From the first entry to the last, transcribe everything exactly.

- _Source records_
--------------------------------
//! Assistant commands
//!
//! `ask` sends a single question; `chat` runs a readline loop that keeps
//! sending lines until the user quits. Both share one [`AssistantSession`]
//! so the conversation log is the same either way.

use crate::ai::session::{AssistantSession, ChatMessage, Role};
use crate::ai::{AiBridge, AiSettings};
use crate::config::Config;
use crate::error::{AspriError, Result};
use crate::storage::KeyValueStore;
use colored::Colorize;
use rustyline::error::ReadlineError;
use rustyline::DefaultEditor;
use std::sync::Arc;

/// Command-line overrides for the assistant settings
#[derive(Debug, Clone, Default)]
pub struct AssistantOverrides {
    pub provider: Option<String>,
    pub model: Option<String>,
    pub api_key: Option<String>,
}

/// Settings for this run: overrides, then config, then saved settings
///
/// An explicit API key on the command line is saved for later runs.
pub fn effective_settings(
    config: &Config,
    session: &AssistantSession,
    overrides: AssistantOverrides,
) -> Result<AiSettings> {
    let mut settings = config.assistant.clone();
    if let Some(provider) = overrides.provider {
        settings.provider = provider;
    }
    if let Some(model) = overrides.model {
        settings.model = Some(model);
    }
    let remember = overrides.api_key.is_some();
    if let Some(api_key) = overrides.api_key {
        settings.api_key = Some(api_key);
    }

    // Validate early so a typo never reaches the saved settings
    settings.provider.parse::<crate::ai::ProviderKind>()?;

    let settings = session.resolve_settings(&settings)?;
    if remember {
        session.save_settings(&settings)?;
        tracing::info!("Saved assistant settings for provider {}", settings.provider);
    }
    Ok(settings)
}

/// Ask one question and print the reply
pub async fn ask_once(
    config: &Config,
    store: Arc<dyn KeyValueStore>,
    message: &str,
    overrides: AssistantOverrides,
) -> Result<()> {
    let session = AssistantSession::new(store);
    let settings = effective_settings(config, &session, overrides)?;
    let bridge = AiBridge::from_settings(&settings)?;

    match session.ask(&bridge, &settings, message).await {
        Ok(reply) => {
            println!("{}", reply.content);
            Ok(())
        }
        Err(e) => {
            print_failure(&e, &settings.provider);
            Err(e)
        }
    }
}

/// Run the interactive chat loop
///
/// Lines starting with `/` are commands: `/history`, `/clear`,
/// `/archive <title>`, `/exit`.
pub async fn run_chat(
    config: &Config,
    store: Arc<dyn KeyValueStore>,
    overrides: AssistantOverrides,
) -> Result<()> {
    let session = AssistantSession::new(store);
    let settings = effective_settings(config, &session, overrides)?;
    let bridge = AiBridge::from_settings(&settings)?;

    println!(
        "{}, {} ({})",
        config.language.greeting_now().bold(),
        "ask me anything".bold(),
        settings.provider.cyan()
    );
    println!("Type /help for commands, /exit to quit.\n");

    let mut rl = DefaultEditor::new()
        .map_err(|e| AspriError::Config(format!("Failed to start line editor: {}", e)))?;

    loop {
        match rl.readline("you> ") {
            Ok(line) => {
                let trimmed = line.trim();
                if trimmed.is_empty() {
                    continue;
                }
                let _ = rl.add_history_entry(trimmed);

                if let Some(command) = trimmed.strip_prefix('/') {
                    if !handle_chat_command(&session, command)? {
                        break;
                    }
                    continue;
                }

                match session.ask(&bridge, &settings, trimmed).await {
                    Ok(reply) => println!("{} {}\n", "aspri>".green(), reply.content),
                    Err(e) => print_failure(&e, &settings.provider),
                }
            }
            Err(ReadlineError::Interrupted) => {
                println!("CTRL-C");
                break;
            }
            Err(ReadlineError::Eof) => {
                println!("CTRL-D");
                break;
            }
            Err(err) => {
                tracing::error!("Readline error: {:?}", err);
                break;
            }
        }
    }

    Ok(())
}

/// Handle a slash command; returns false when the loop should stop
fn handle_chat_command(session: &AssistantSession, command: &str) -> Result<bool> {
    let (name, rest) = command
        .split_once(char::is_whitespace)
        .map(|(n, r)| (n, r.trim()))
        .unwrap_or((command, ""));

    match name {
        "exit" | "quit" => return Ok(false),
        "history" => print_history(&session.history()?),
        "clear" => {
            session.clear()?;
            println!("{}", "Conversation cleared.".green());
        }
        "archive" => match session.archive_conversation(rest, None) {
            Ok(entry) => println!("{}", format!("Archived as \"{}\".", entry.title).green()),
            Err(e) => println!("{}", e.to_string().red()),
        },
        "help" => {
            println!("/history          show the conversation");
            println!("/clear            delete the conversation");
            println!("/archive <title>  move the conversation to completed tasks");
            println!("/exit             leave the chat");
        }
        other => println!("{}", format!("Unknown command: /{}", other).yellow()),
    }
    Ok(true)
}

/// Print a conversation log
pub fn print_history(history: &[ChatMessage]) {
    if history.is_empty() {
        println!("{}", "No conversation yet.".yellow());
        return;
    }
    for message in history {
        let time = message
            .timestamp
            .with_timezone(&chrono::Local)
            .format("%H:%M");
        let who = match message.role {
            Role::User => "you".cyan(),
            Role::Assistant => "aspri".green(),
        };
        println!("[{}] {}: {}", time, who, message.content);
    }
}

fn print_failure(err: &anyhow::Error, provider: &str) {
    let hint = match err.downcast_ref::<AspriError>() {
        Some(AspriError::MissingCredentials(_)) => format!(
            "No API key for {}. Pass --api-key or set ASPRI_API_KEY.",
            provider
        ),
        Some(AspriError::UnexpectedResponseFormat(_)) => {
            "The provider answered in an unexpected format. Try another provider.".to_string()
        }
        Some(AspriError::ProviderStatus { status, .. }) => {
            format!("{} rejected the request with status {}.", provider, status)
        }
        _ => format!("Could not reach {}. Check your connection and API key.", provider),
    };
    eprintln!("{}", hint.red());
    tracing::debug!("Assistant error: {:#}", err);
}

#[cfg(test)]
mod tests {
    use super::*;
    use crate::storage::MemoryStore;

    #[test]
    fn test_effective_settings_overrides_and_saves_key() {
        let store = Arc::new(MemoryStore::new());
        let session = AssistantSession::new(store);
        let config = Config::default();

        let settings = effective_settings(
            &config,
            &session,
            AssistantOverrides {
                provider: Some("claude".to_string()),
                model: None,
                api_key: Some("sk-ant".to_string()),
            },
        )
        .unwrap();
        assert_eq!(settings.provider, "claude");
        assert_eq!(settings.api_key.as_deref(), Some("sk-ant"));

        let later = effective_settings(&config, &session, AssistantOverrides::default()).unwrap();
        assert_eq!(later.provider, "claude");
        assert_eq!(later.api_key.as_deref(), Some("sk-ant"));
    }

    #[test]
    fn test_effective_settings_rejects_unknown_provider() {
        let session = AssistantSession::new(Arc::new(MemoryStore::new()));
        let err = effective_settings(
            &Config::default(),
            &session,
            AssistantOverrides {
                provider: Some("bard".to_string()),
                api_key: Some("k".to_string()),
                ..AssistantOverrides::default()
            },
        )
        .unwrap_err();
        assert!(matches!(
            err.downcast_ref::<AspriError>(),
            Some(AspriError::UnsupportedProvider(_))
        ));
    }

    #[test]
    fn test_chat_commands() {
        let session = AssistantSession::new(Arc::new(MemoryStore::new()));
        session.append(ChatMessage::user("hello")).unwrap();

        assert!(handle_chat_command(&session, "history").unwrap());
        assert!(handle_chat_command(&session, "archive  Greeting ").unwrap());
        assert_eq!(session.completed_ai_tasks().unwrap()[0].title, "Greeting");
        assert!(session.history().unwrap().is_empty());
        assert!(!handle_chat_command(&session, "exit").unwrap());
    }
}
--------------------------------
- _Answer to this problem_
//! Assistant commands
//!
//! `ask` sends a single question; `chat` runs a readline loop that keeps
//! sending lines until the user quits. Both share one [`AssistantSession`]
//! so the conversation log is the same either way.

use crate::ai::session::{AssistantSession, ChatMessage, Role};
use crate::ai::{AiBridge, AiSettings};
use crate::config::Config;
use crate::error::{AspriError, Result};
use crate::storage::KeyValueStore;
use colored::Colorize;
use rustyline::error::ReadlineError;
use rustyline::DefaultEditor;
use std::sync::Arc;

/// Command-line overrides for the assistant settings
#[derive(Debug, Clone, Default)]
pub struct AssistantOverrides {
    pub provider: Option<String>,
    pub model: Option<String>,
    pub api_key: Option<String>,
}

/// Settings for this run: overrides, then config, then saved settings
///
/// An explicit API key on the command line is saved for later runs.
pub fn effective_settings(
    config: &Config,
    session: &AssistantSession,
    overrides: AssistantOverrides,
) -> Result<AiSettings> {
    let mut settings = config.assistant.clone();
    if let Some(provider) = overrides.provider {
        settings.provider = provider;
    }
    if let Some(model) = overrides.model {
        settings.model = Some(model);
    }
    let remember = overrides.api_key.is_some();
    if let Some(api_key) = overrides.api_key {
        settings.api_key = Some(api_key);
    }

    // Validate early so a typo never reaches the saved settings
    settings.provider.parse::<crate::ai::ProviderKind>()?;

    let settings = session.resolve_settings(&settings)?;
    if remember {
        session.save_settings(&settings)?;
        tracing::info!("Saved assistant settings for provider {}", settings.provider);
    }
    Ok(settings)
}

/// Ask one question and print the reply
pub async fn ask_once(
    config: &Config,
    store: Arc<dyn KeyValueStore>,
    message: &str,
    overrides: AssistantOverrides,
) -> Result<()> {
    let session = AssistantSession::new(store);
    let settings = effective_settings(config, &session, overrides)?;
    let bridge = AiBridge::from_settings(&settings)?;

    match session.ask(&bridge, &settings, message).await {
        Ok(reply) => {
            println!("{}", reply.content);
            Ok(())
        }
        Err(e) => {
            print_failure(&e, &settings.provider);
            Err(e)
        }
    }
}

/// Run the interactive chat loop
///
/// Lines starting with `/` are commands: `/history`, `/clear`,
/// `/archive <title>`, `/exit`.
pub async fn run_chat(
    config: &Config,
    store: Arc<dyn KeyValueStore>,
    overrides: AssistantOverrides,
) -> Result<()> {
    let session = AssistantSession::new(store);
    let settings = effective_settings(config, &session, overrides)?;
    let bridge = AiBridge::from_settings(&settings)?;

    println!(
        "{}, {} ({})",
        config.language.greeting_now().bold(),
        "ask me anything".bold(),
        settings.provider.cyan()
    );
    println!("Type /help for commands, /exit to quit.\n");

    let mut rl = DefaultEditor::new()
        .map_err(|e| AspriError::Config(format!("Failed to start line editor: {}", e)))?;

    loop {
        match rl.readline("you> ") {
            Ok(line) => {
                let trimmed = line.trim();
                if trimmed.is_empty() {
                    continue;
                }
                let _ = rl.add_history_entry(trimmed);

                if let Some(command) = trimmed.strip_prefix('/') {
                    if !handle_chat_command(&session, command)? {
                        break;
                    }
                    continue;
                }

                match session.ask(&bridge, &settings, trimmed).await {
                    Ok(reply) => println!("{} {}\n", "aspri>".green(), reply.content),
                    Err(e) => print_failure(&e, &settings.provider),
                }
            }
            Err(ReadlineError::Interrupted) => {
                println!("CTRL-C");
                break;
            }
            Err(ReadlineError::Eof) => {
                println!("CTRL-D");
                break;
            }
            Err(err) => {
                tracing::error!("Readline error: {:?}", err);
                break;
            }
        }
    }

    Ok(())
}

/// Handle a slash command; returns false when the loop should stop
fn handle_chat_command(session: &AssistantSession, command: &str) -> Result<bool> {
    let (name, rest) = command
        .split_once(char::is_whitespace)
        .map(|(n, r)| (n, r.trim()))
        .unwrap_or((command, ""));

    match name {
        "exit" | "quit" => return Ok(false),
        "history" => print_history(&session.history()?),
        "clear" => {
            session.clear()?;
            println!("{}", "Conversation cleared.".green());
        }
        "archive" => match session.archive_conversation(rest, None) {
            Ok(entry) => println!("{}", format!("Archived as \"{}\".", entry.title).green()),
            Err(e) => println!("{}", e.to_string().red()),
        },
        "help" => {
            println!("/history          show the conversation");
            println!("/clear            delete the conversation");
            println!("/archive <title>  move the conversation to completed tasks");
            println!("/exit             leave the chat");
        }
        other => println!("{}", format!("Unknown command: /{}", other).yellow()),
    }
    Ok(true)
}

/// Print a conversation log
pub fn print_history(history: &[ChatMessage]) {
    if history.is_empty() {
        println!("{}", "No conversation yet.".yellow());
        return;
    }
    for message in history {
        let time = message
            .timestamp
            .with_timezone(&chrono::Local)
            .format("%H:%M");
        let who = match message.role {
            Role::User => "you".cyan(),
            Role::Assistant => "aspri".green(),
        };
        println!("[{}] {}: {}", time, who, message.content);
    }
}

fn print_failure(err: &anyhow::Error, provider: &str) {
    let hint = match err.downcast_ref::<AspriError>() {
        Some(AspriError::MissingCredentials(_)) => format!(
            "No API key for {}. Pass --api-key or set ASPRI_API_KEY.",
            provider
        ),
        Some(AspriError::UnexpectedResponseFormat(_)) => {
            "The provider answered in an unexpected format. Try another provider.".to_string()
        }
        Some(AspriError::ProviderStatus { status, .. }) => {
            format!("{} rejected the request with status {}.", provider, status)
        }
        _ => format!("Could not reach {}. Check your connection and API key.", provider),
    };
    eprintln!("{}", hint.red());
    tracing::debug!("Assistant error: {:#}", err);
}

#[cfg(test)]
mod tests {
    use super::*;
    use crate::storage::MemoryStore;

    #[test]
    fn test_effective_settings_overrides_and_saves_key() {
        let store = Arc::new(MemoryStore::new());
        let session = AssistantSession::new(store);
        let config = Config::default();

        let settings = effective_settings(
            &config,
            &session,
            AssistantOverrides {
                provider: Some("claude".to_string()),
                model: None,
                api_key: Some("sk-ant".to_string()),
            },
        )
        .unwrap();
        assert_eq!(settings.provider, "claude");
        assert_eq!(settings.api_key.as_deref(), Some("sk-ant"));

        let later = effective_settings(&config, &session, AssistantOverrides::default()).unwrap();
        assert_eq!(later.provider, "claude");
        assert_eq!(later.api_key.as_deref(), Some("sk-ant"));
    }

    #[test]
    fn test_effective_settings_rejects_unknown_provider() {
        let session = AssistantSession::new(Arc::new(MemoryStore::new()));
        let err = effective_settings(
            &Config::default(),
            &session,
            AssistantOverrides {
                provider: Some("bard".to_string()),
                api_key: Some("k".to_string()),
                ..AssistantOverrides::default()
            },
        )
        .unwrap_err();
        assert!(matches!(
            err.downcast_ref::<AspriError>(),
            Some(AspriError::UnsupportedProvider(_))
        ));
    }

    #[test]
    fn test_chat_commands() {
        let session = AssistantSession::new(Arc::new(MemoryStore::new()));
        session.append(ChatMessage::user("hello")).unwrap();

        assert!(handle_chat_command(&session, "history").unwrap());
        assert!(handle_chat_command(&session, "archive  Greeting ").unwrap());
        assert_eq!(session.completed_ai_tasks().unwrap()[0].title, "Greeting");
        assert!(session.history().unwrap().is_empty());
        assert!(!handle_chat_command(&session, "exit").unwrap());
    }
}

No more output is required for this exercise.